Vida

Como una carretera


No es posible abrir los ojos y ver algo en medio de esta oscuridad.

Quizá por eso es más confuso todo esto de ordenar ideas, aclarar la mente, ver hacia adelante y creer que el mañana va a ser mejor.

Si te busco, se que hoy no voy a encontrarte.

No recuerdo como fue nuestra última despedida, de hecho creo que no la hubo, solo tomé el retorno a la derecha de la carretera y vi todavía por el retrovisor a tu automóvil desaparecer en la oscuridad de esa madrugada.

¿Por qué las cosas tienen que cambiar?

Eres una ausencia, aunque parcial, tan escasa que apenas y puedo encontrarte dentro de algunos recuerdos de momentos que nos construimos entre las cervezas de media noche, la película sin atención y las sábanas revueltas.

La vida sigue, como seguía la carretera delante de nosotros esa madrugada, en autos distintos, en mundos ajenos con miles de palabras.
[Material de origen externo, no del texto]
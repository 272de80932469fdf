use serde_json::{Value, json};

/// Structured-output schema sent with every analysis call, in the
/// `responseSchema` dialect of the Gemini API.
pub fn response_schema() -> Value {
    let string_list = |description: &str| {
        json!({ "type": "ARRAY", "items": { "type": "STRING" }, "description": description })
    };

    json!({
        "type": "OBJECT",
        "properties": {
            "executiveSummary": {
                "type": "STRING",
                "description": "A brief 2-3 sentence overview of the analysis."
            },
            "extractedSymptoms": string_list("List of identified symptoms."),
            "conditions": {
                "type": "ARRAY",
                "items": {
                    "type": "OBJECT",
                    "properties": {
                        "name": { "type": "STRING" },
                        "likelihood": {
                            "type": "STRING",
                            "description": "e.g. Most Likely, Possible, Unlikely"
                        },
                        "relevance": {
                            "type": "STRING",
                            "description": "Why this condition is considered, referencing user answers if available."
                        },
                        "matchingSymptoms": { "type": "ARRAY", "items": { "type": "STRING" } },
                        "nonMatchingSymptoms": { "type": "ARRAY", "items": { "type": "STRING" } }
                    },
                    "required": ["name", "likelihood", "relevance", "matchingSymptoms", "nonMatchingSymptoms"]
                }
            },
            "riskScore": { "type": "STRING", "enum": ["Low", "Moderate", "High"] },
            "riskExplanation": {
                "type": "STRING",
                "description": "1-2 sentences explaining the risk level based on specific inputs."
            },
            "selfCareSteps": string_list("Immediate home care advice."),
            "medicationCaution": string_list("What to avoid or use with caution."),
            "redFlags": string_list("Signs to seek immediate medical help."),
            "infographicData": {
                "type": "OBJECT",
                "properties": {
                    "keyPoint": { "type": "STRING", "description": "One main takeaway." },
                    "topCondition": { "type": "STRING", "description": "The most relevant condition discussed." },
                    "immediateAction": { "type": "STRING", "description": "The most important next step." }
                },
                "required": ["keyPoint", "topCondition", "immediateAction"]
            },
            "flashcards": {
                "type": "ARRAY",
                "items": {
                    "type": "OBJECT",
                    "properties": {
                        "question": { "type": "STRING" },
                        "answer": { "type": "STRING" }
                    },
                    "required": ["question", "answer"]
                }
            },
            "knowledgeQuiz": {
                "type": "ARRAY",
                "items": {
                    "type": "OBJECT",
                    "properties": {
                        "id": { "type": "INTEGER" },
                        "question": { "type": "STRING" },
                        "options": { "type": "ARRAY", "items": { "type": "STRING" } },
                        "correctAnswer": {
                            "type": "INTEGER",
                            "description": "Index of the correct option (0-3)"
                        },
                        "explanation": { "type": "STRING" }
                    },
                    "required": ["id", "question", "options", "correctAnswer", "explanation"]
                }
            },
            "isFinalReport": {
                "type": "BOOLEAN",
                "description": "True if based on clarifying questions, false on the initial pass."
            },
            "clarifyingQuestions": {
                "type": "ARRAY",
                "description": "5-8 context-specific questions to narrow down possibilities. Empty if isFinalReport is true.",
                "items": {
                    "type": "OBJECT",
                    "properties": {
                        "id": { "type": "INTEGER" },
                        "text": { "type": "STRING" },
                        "options": {
                            "type": "ARRAY",
                            "items": { "type": "STRING" },
                            "description": "Simple options like Yes, No, Maybe, or specific values."
                        }
                    },
                    "required": ["id", "text", "options"]
                }
            }
        },
        "required": [
            "executiveSummary",
            "extractedSymptoms",
            "conditions",
            "riskScore",
            "riskExplanation",
            "selfCareSteps",
            "medicationCaution",
            "redFlags",
            "infographicData",
            "flashcards",
            "knowledgeQuiz",
            "isFinalReport"
        ]
    })
}

#[cfg(test)]
mod tests {
    use super::*;
    use crate::models::HealthAnalysis;

    #[test]
    fn contract_enums_are_exact() {
        let schema = response_schema();
        assert_eq!(
            schema["properties"]["riskScore"]["enum"],
            json!(["Low", "Moderate", "High"])
        );
        assert_eq!(schema["properties"]["isFinalReport"]["type"], json!("BOOLEAN"));
    }

    #[test]
    fn every_required_field_exists_on_the_model() {
        let analysis = serde_json::to_value(crate::models::fixtures::analysis(true, 0)).unwrap();
        let schema = response_schema();
        for field in schema["required"].as_array().unwrap() {
            let field = field.as_str().unwrap();
            assert!(analysis.get(field).is_some(), "model lacks {field}");
            assert!(schema["properties"].get(field).is_some());
        }
        // The model must parse back from a reply that only has the required fields.
        let back: HealthAnalysis = serde_json::from_value(analysis).unwrap();
        assert!(back.is_final_report);
    }
}
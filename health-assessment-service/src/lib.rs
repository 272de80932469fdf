pub mod analysis;
pub mod config;
pub mod models;
pub mod quiz;
pub mod report;
pub mod service;
pub mod tasks;
pub mod workflow;

pub use analysis::{GeminiAnalyzer, HealthAnalyzer};
pub use config::ServiceConfig;
pub use models::*;
pub use service::{AppState, create_app};
pub use workflow::{build_assessment_workflow, create_assessment_session, create_flow_runner};
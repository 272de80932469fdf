use base64::{Engine as _, engine::general_purpose::STANDARD};
use serde::{Deserialize, Serialize};
use thiserror::Error;
use tracing::debug;

/// Inline payloads above this size are refused by the model API.
pub const MAX_ATTACHMENT_BYTES: usize = 20 * 1024 * 1024;

const PDF_MEDIA_TYPE: &str = "application/pdf";

#[derive(Debug, Error)]
pub enum AttachmentError {
    #[error("attachment is empty")]
    Empty,

    #[error("attachment is {size} bytes, the limit is {MAX_ATTACHMENT_BYTES}")]
    TooLarge { size: usize },

    #[error("unsupported attachment type: only images and PDF documents are accepted")]
    Unsupported,

    #[error("failed to encode attachment: {0}")]
    Encoding(String),
}

/// An uploaded lab report or symptom photo.
#[derive(Debug, Clone, PartialEq, Serialize, Deserialize)]
pub struct Attachment {
    pub file_name: String,
    pub media_type: String,
    #[serde(with = "base64_bytes")]
    pub data: Vec<u8>,
}

/// Transport-safe form of an attachment, ready to be inlined into a request.
#[derive(Debug, Clone, PartialEq, Serialize, Deserialize)]
pub struct InlineFile {
    pub data: String,
    pub mime_type: String,
}

impl Attachment {
    /// Validate an upload. The declared content type is trusted when it is an
    /// image or PDF type, otherwise the type is sniffed from the bytes.
    pub fn from_upload(
        file_name: impl Into<String>,
        declared_type: Option<&str>,
        data: Vec<u8>,
    ) -> Result<Self, AttachmentError> {
        if data.is_empty() {
            return Err(AttachmentError::Empty);
        }
        if data.len() > MAX_ATTACHMENT_BYTES {
            return Err(AttachmentError::TooLarge { size: data.len() });
        }

        let media_type = declared_type
            .map(|t| t.split(';').next().unwrap_or(t).trim().to_ascii_lowercase())
            .filter(|t| is_accepted(t))
            .or_else(|| sniff_media_type(&data))
            .ok_or(AttachmentError::Unsupported)?;

        Ok(Self {
            file_name: file_name.into(),
            media_type,
            data,
        })
    }

    /// Encode the attachment for inclusion in an analysis request.
    pub async fn to_inline_file(&self) -> Result<InlineFile, AttachmentError> {
        let data = self.data.clone();
        let encoded = tokio::task::spawn_blocking(move || STANDARD.encode(data))
            .await
            .map_err(|e| AttachmentError::Encoding(e.to_string()))?;

        debug!(
            file_name = %self.file_name,
            media_type = %self.media_type,
            encoded_len = encoded.len(),
            "Encoded attachment"
        );

        Ok(InlineFile {
            data: encoded,
            mime_type: self.media_type.clone(),
        })
    }
}

fn is_accepted(media_type: &str) -> bool {
    media_type == PDF_MEDIA_TYPE || (media_type.starts_with("image/") && media_type.len() > 6)
}

fn sniff_media_type(data: &[u8]) -> Option<String> {
    if data.starts_with(b"%PDF-") {
        return Some(PDF_MEDIA_TYPE.to_string());
    }
    image::guess_format(data)
        .ok()
        .map(|format| format.to_mime_type().to_string())
}

mod base64_bytes {
    use base64::{Engine as _, engine::general_purpose::STANDARD};
    use serde::{Deserialize, Deserializer, Serializer, de::Error};

    pub fn serialize<S: Serializer>(bytes: &[u8], serializer: S) -> Result<S::Ok, S::Error> {
        serializer.serialize_str(&STANDARD.encode(bytes))
    }

    pub fn deserialize<'de, D: Deserializer<'de>>(deserializer: D) -> Result<Vec<u8>, D::Error> {
        let encoded = String::deserialize(deserializer)?;
        STANDARD.decode(encoded).map_err(D::Error::custom)
    }
}
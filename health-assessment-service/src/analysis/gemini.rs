use async_trait::async_trait;
use reqwest::Client;
use serde_json::{Value, json};
use tracing::{error, info};

use super::{
    AnalysisError, AnalysisRequest, HealthAnalyzer,
    prompt::{SYSTEM_INSTRUCTION, build_prompt},
    schema::response_schema,
};
use crate::{config::ServiceConfig, models::HealthAnalysis};

/// Analysis client for the Gemini `generateContent` endpoint.
#[derive(Clone)]
pub struct GeminiAnalyzer {
    client: Client,
    api_key: String,
    model: String,
    api_base: String,
    temperature: f32,
}

impl GeminiAnalyzer {
    pub fn new(config: &ServiceConfig) -> Result<Self, AnalysisError> {
        let api_key = config
            .api_key
            .clone()
            .ok_or(AnalysisError::MissingCredentials)?;

        Ok(Self {
            client: Client::new(),
            api_key,
            model: config.model.clone(),
            api_base: config.api_base.clone(),
            temperature: config.temperature,
        })
    }

    fn endpoint(&self) -> String {
        format!(
            "{}/v1beta/models/{}:generateContent",
            self.api_base, self.model
        )
    }

    fn request_body(&self, request: &AnalysisRequest) -> Value {
        let mut parts = vec![json!({ "text": build_prompt(request) })];
        if let Some(file) = &request.file {
            parts.push(json!({
                "inlineData": {
                    "mimeType": file.mime_type,
                    "data": file.data
                }
            }));
        }

        json!({
            "systemInstruction": { "parts": [{ "text": SYSTEM_INSTRUCTION }] },
            "contents": [{ "role": "user", "parts": parts }],
            "generationConfig": {
                "responseMimeType": "application/json",
                "responseSchema": response_schema(),
                "temperature": self.temperature
            }
        })
    }
}

#[async_trait]
impl HealthAnalyzer for GeminiAnalyzer {
    async fn analyze(&self, request: &AnalysisRequest) -> Result<HealthAnalysis, AnalysisError> {
        info!(
            model = %self.model,
            follow_up = request.is_follow_up(),
            has_file = request.file.is_some(),
            "Requesting health analysis"
        );

        let response = self
            .client
            .post(self.endpoint())
            .header("x-goog-api-key", &self.api_key)
            .json(&self.request_body(request))
            .send()
            .await?;

        let status = response.status();
        if !status.is_success() {
            let body = response.text().await.unwrap_or_default();
            error!(status = %status, "Analysis request failed");
            return Err(AnalysisError::Status {
                status: status.as_u16(),
                body,
            });
        }

        let payload: Value = response.json().await?;
        let text = response_text(&payload).ok_or(AnalysisError::EmptyResponse)?;
        let analysis: HealthAnalysis = serde_json::from_str(text.trim())?;

        info!(
            risk = %analysis.risk_score,
            is_final = analysis.is_final_report,
            conditions = analysis.conditions.len(),
            "Health analysis received"
        );
        Ok(analysis)
    }
}

/// Concatenated text parts of the first candidate, if there is any text at all.
fn response_text(payload: &Value) -> Option<String> {
    let text: String = payload["candidates"][0]["content"]["parts"]
        .as_array()?
        .iter()
        .filter_map(|part| part["text"].as_str())
        .collect();

    (!text.trim().is_empty()).then_some(text)
}
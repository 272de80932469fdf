//! Study aids generated with the report: flashcards and a short knowledge quiz.

use serde::{Deserialize, Serialize};
use std::collections::BTreeMap;

use crate::models::{Flashcard, QuizQuestion};

#[derive(Debug, Clone, PartialEq, Serialize)]
pub struct FlashcardView {
    /// Wrapped 0-based index of the card shown.
    pub index: usize,
    pub total: usize,
    pub card: Flashcard,
    pub previous: usize,
    pub next: usize,
}

/// The card at `index`, wrapping around the deck in both directions.
pub fn flashcard_at(cards: &[Flashcard], index: i64) -> Option<FlashcardView> {
    if cards.is_empty() {
        return None;
    }
    let total = cards.len();
    let index = index.rem_euclid(total as i64) as usize;
    Some(FlashcardView {
        index,
        total,
        card: cards[index].clone(),
        previous: (index + total - 1) % total,
        next: (index + 1) % total,
    })
}

/// Option picked per question, keyed by the question's position in the quiz.
#[derive(Debug, Clone, Default, PartialEq, Serialize, Deserialize)]
pub struct QuizSelections {
    pub selections: BTreeMap<usize, usize>,
}

#[derive(Debug, Clone, PartialEq, Serialize)]
#[serde(rename_all = "camelCase")]
pub struct QuestionResult {
    pub position: usize,
    pub question: String,
    pub selected: usize,
    pub correct: bool,
    pub correct_answer: String,
    pub explanation: String,
}

#[derive(Debug, Clone, PartialEq, Serialize)]
pub struct QuizGrade {
    pub results: Vec<QuestionResult>,
    pub score: usize,
    pub answered: usize,
    pub total: usize,
}

/// Grade the questions that have a selection. Selections for positions or
/// options that do not exist are ignored.
pub fn grade_quiz(questions: &[QuizQuestion], selections: &QuizSelections) -> QuizGrade {
    let results: Vec<QuestionResult> = selections
        .selections
        .iter()
        .filter_map(|(&position, &selected)| {
            let question = questions.get(position)?;
            question.options.get(selected)?;
            Some(QuestionResult {
                position,
                question: question.question.clone(),
                selected,
                correct: selected == question.correct_answer,
                correct_answer: question
                    .options
                    .get(question.correct_answer)
                    .cloned()
                    .unwrap_or_default(),
                explanation: question.explanation.clone(),
            })
        })
        .collect();

    QuizGrade {
        score: results.iter().filter(|r| r.correct).count(),
        answered: results.len(),
        total: questions.len(),
        results,
    }
}

#[cfg(test)]
mod tests {
    use super::*;
    use crate::models::fixtures;

    #[test]
    fn flashcards_wrap_both_ways() {
        let cards = fixtures::analysis(true, 0).flashcards;

        let view = flashcard_at(&cards, 2).unwrap();
        assert_eq!(view.index, 0);
        assert_eq!(view.previous, 1);
        assert_eq!(view.next, 1);

        let view = flashcard_at(&cards, -1).unwrap();
        assert_eq!(view.index, 1);
        assert_eq!(view.card.question, "When is fever dangerous?");
        assert_eq!(view.next, 0);

        assert!(flashcard_at(&[], 0).is_none());
    }

    #[test]
    fn quiz_is_graded_by_position() {
        let mut questions = fixtures::analysis(true, 0).knowledge_quiz;
        questions.push(QuizQuestion {
            id: 1,
            question: "Is a stiff neck a warning sign?".to_string(),
            options: vec!["No".to_string(), "Yes".to_string()],
            correct_answer: 1,
            explanation: "It can point to meningitis.".to_string(),
        });

        let selections = QuizSelections {
            selections: BTreeMap::from([(0, 1), (1, 1), (7, 0)]),
        };
        let grade = grade_quiz(&questions, &selections);

        assert_eq!(grade.total, 2);
        assert_eq!(grade.answered, 2);
        assert_eq!(grade.score, 1);
        assert!(!grade.results[0].correct);
        assert_eq!(grade.results[0].correct_answer, "Fluids");
        assert_eq!(grade.results[0].explanation, "Fluids prevent dehydration.");
        assert!(grade.results[1].correct);
    }

    #[test]
    fn out_of_range_option_is_ignored() {
        let questions = fixtures::analysis(true, 0).knowledge_quiz;
        let selections = QuizSelections {
            selections: BTreeMap::from([(0, 5)]),
        };
        let grade = grade_quiz(&questions, &selections);
        assert_eq!(grade.answered, 0);
        assert_eq!(grade.score, 0);
    }
}
//! Tests for persona formatting.

use review_lens::{FormattedResponse, Persona, QueryInterpreter, ResponseFormatter};
use serde_json::{json, Map, Value};

fn insights(items: &[&str]) -> Vec<String> {
    items.iter().map(|s| (*s).to_string()).collect()
}

#[test]
fn test_executive_no_data() {
    let intent = QueryInterpreter::new().interpret("How are we doing?", None);
    let response = ResponseFormatter::format_for_user(&intent, &Map::new(), &[], "executive");

    let value = response.to_value();
    assert_eq!(value["persona"], json!("executive"));
    assert_eq!(value["headline"], json!("No data found"));
    assert_eq!(value["key_metric"], Value::Null);
    assert_eq!(value["drill_down_available"], json!(false));
    assert_eq!(
        value["follow_ups"],
        json!([
            "Want specific numbers?",
            "See the breakdown?",
            "How does this compare?"
        ])
    );
}

#[test]
fn test_analyst_carries_intent() {
    let intent = QueryInterpreter::new().interpret("Compare Google vs Yelp performance", None);
    let mut data = Map::new();
    data.insert("record_count".to_string(), json!(120));

    let response = ResponseFormatter::format_for_user(
        &intent,
        &data,
        &insights(&["Google leads by 0.4 stars", "Yelp volume is up"]),
        "analyst",
    );

    let FormattedResponse::Analyst(report) = response else {
        panic!("expected analyst response");
    };
    assert_eq!(report.methodology, "Analyzed 120 records");
    assert_eq!(report.confidence, intent.confidence);
    assert_eq!(report.reasoning, intent.reasoning);
    assert_eq!(report.supporting_insights, vec!["Yelp volume is up"]);
}

#[test]
fn test_manager_root_causes_capped_at_two() {
    let intent = QueryInterpreter::new().interpret("Why are Westside reviews dropping?", None);
    let response = ResponseFormatter::format(
        &intent,
        &Map::new(),
        &insights(&["Westside fell 0.6 stars", "parking", "wait times", "noise"]),
        Persona::Manager,
    );

    let FormattedResponse::Manager(brief) = response else {
        panic!("expected manager response");
    };
    assert_eq!(brief.situation, "Westside fell 0.6 stars");
    assert_eq!(brief.root_causes, vec!["parking", "wait times"]);
    assert_eq!(brief.recommended_actions, json!([]));
}

#[test]
fn test_unknown_persona_gets_casual_shape() {
    let intent = QueryInterpreter::new().interpret("themes", None);
    let mut data = Map::new();
    data.insert("record_count".to_string(), json!("7"));

    let response = ResponseFormatter::format_for_user(
        &intent,
        &data,
        &insights(&["parking_is_tight", "friendly_staff"]),
        "investor",
    );

    assert_eq!(response.persona(), Persona::Casual);
    let value = response.to_value();
    assert_eq!(value["message"], json!("Parking Is Tight"));
    assert_eq!(value["highlights"], json!(["Friendly Staff"]));
    assert_eq!(value["simple_summary"], json!("Analyzed 7 data points"));
}

#[test]
fn test_persona_tag_is_case_sensitive() {
    let intent = QueryInterpreter::new().interpret("themes", None);
    let response = ResponseFormatter::format_for_user(&intent, &Map::new(), &[], "Analyst");

    assert_eq!(response.persona(), Persona::Casual);
    assert_eq!(response.to_value()["persona"], json!("casual"));
}
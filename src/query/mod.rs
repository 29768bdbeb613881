//! Natural language query interpretation for Review Lens.
//!
//! This module provides:
//! - Domain and action classification over keyword/pattern signal tables
//! - Filter extraction (location, platform, timeframe, topic keywords)
//! - Confidence scoring and human-readable reasoning
//! - A bounded, caller-owned conversation context
//! - Query execution against a pluggable review data source

pub mod classifier;
pub mod confidence;
pub mod context;
pub mod executor;
pub mod extractor;
pub mod interpreter;
pub mod reasoning;
pub mod signals;
pub mod types;

pub use classifier::*;
pub use confidence::*;
pub use context::*;
pub use executor::*;
pub use extractor::*;
pub use interpreter::*;
pub use reasoning::*;
pub use signals::{ActionSignals, DomainSignals, RegexSignal, SignalMatcher, SignalTable, SubstringSignal};
pub use types::*;
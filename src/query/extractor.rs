//! Filter extraction.
//!
//! Pulls location, platform, timeframe and theme keywords out of normalized
//! query text. Each field is extracted independently and never fails.

use crate::utils::title_case;

use super::signals::{
    LOCATIONS, PARKING_KEYWORDS, PARKING_TERMS, PLATFORMS, STAFF_KEYWORDS, STAFF_TERMS,
    TIMEFRAME_PATTERNS,
};
use super::types::{QueryFilters, Timeframe};

/// Extracts [`QueryFilters`] from normalized query text.
#[derive(Debug, Clone, Copy, Default)]
pub struct FilterExtractor;

impl FilterExtractor {
    pub fn new() -> Self {
        Self
    }

    /// Extract all filters from a query.
    pub fn extract(&self, query: &str) -> QueryFilters {
        QueryFilters {
            location: extract_location(query),
            platform: extract_platform(query),
            timeframe: extract_timeframe(query),
            keywords: extract_keywords(query),
            sentiment_range: None,
            min_mention_count: None,
        }
    }
}

// ============================================================================
// Field Extraction
// ============================================================================

/// First listed area found in the text, title-cased.
fn extract_location(query: &str) -> Option<String> {
    first_match(query, &LOCATIONS).map(title_case)
}

/// First listed channel found in the text, title-cased.
fn extract_platform(query: &str) -> Option<String> {
    first_match(query, &PLATFORMS).map(title_case)
}

/// Last timeframe row with a matching phrase; `last_30d` if none match.
///
/// A later row overrides an earlier one, so "last week vs the quarter"
/// resolves to `last_90d`.
fn extract_timeframe(query: &str) -> Timeframe {
    let mut timeframe = None;
    for (candidate, phrases) in TIMEFRAME_PATTERNS.iter() {
        if phrases.iter().any(|p| query.contains(p)) {
            timeframe = Some(*candidate);
        }
    }
    timeframe.unwrap_or_default()
}

/// Theme tags. A staff/service mention replaces a parking mention rather
/// than adding to it.
fn extract_keywords(query: &str) -> Option<Vec<String>> {
    let mut keywords = None;
    if contains_any(query, &PARKING_TERMS) {
        keywords = Some(to_strings(&PARKING_KEYWORDS));
    }
    if contains_any(query, &STAFF_TERMS) {
        keywords = Some(to_strings(&STAFF_KEYWORDS));
    }
    keywords
}

// ============================================================================
// Helpers
// ============================================================================

fn first_match<'a>(query: &str, candidates: &[&'a str]) -> Option<&'a str> {
    candidates.iter().copied().find(|c| query.contains(c))
}

pub(crate) fn contains_any(query: &str, terms: &[&str]) -> bool {
    terms.iter().any(|t| query.contains(t))
}

fn to_strings(terms: &[&str]) -> Vec<String> {
    terms.iter().map(|t| (*t).to_string()).collect()
}

// ============================================================================
// Tests
// ============================================================================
¿Te fijaste en las señales del camino?

Si tan solo me hubieras pedido seguirte, hoy no estaría escribiendo estas palabras y tampoco sería tan importante decirte que la vida transcurre sin ti. Como nosotros conduciendo sobre una carretera construida de minutos y flores marchitas, donde no hay señales de retorno y tampoco un instante para detenerse y preguntar ¿cómo estás?

A pesar de todo aún tengo esa sensación de que podíamos haber hecho más cosas con el poco tiempo que teníamos para nosotros. Y aunque eso de lamentarse por las cosas que no pasaron no va conmigo, quiero que sepas que aún me duele el no haber podido disfrutarte más de lo suficiente.

La vida se va, y estamos tan mal acostumbrados a lidiar con la distancia, qué ni siquiera notamos la diferencia del carril sobre el cual conducimos.

No voy a rebasarte, voy detrás, por sí algo llegara a pasarte, aunque no me veas por prestar atención a la siguiente curva en el camino.

¿Por qué las cosas tienen que cambiar?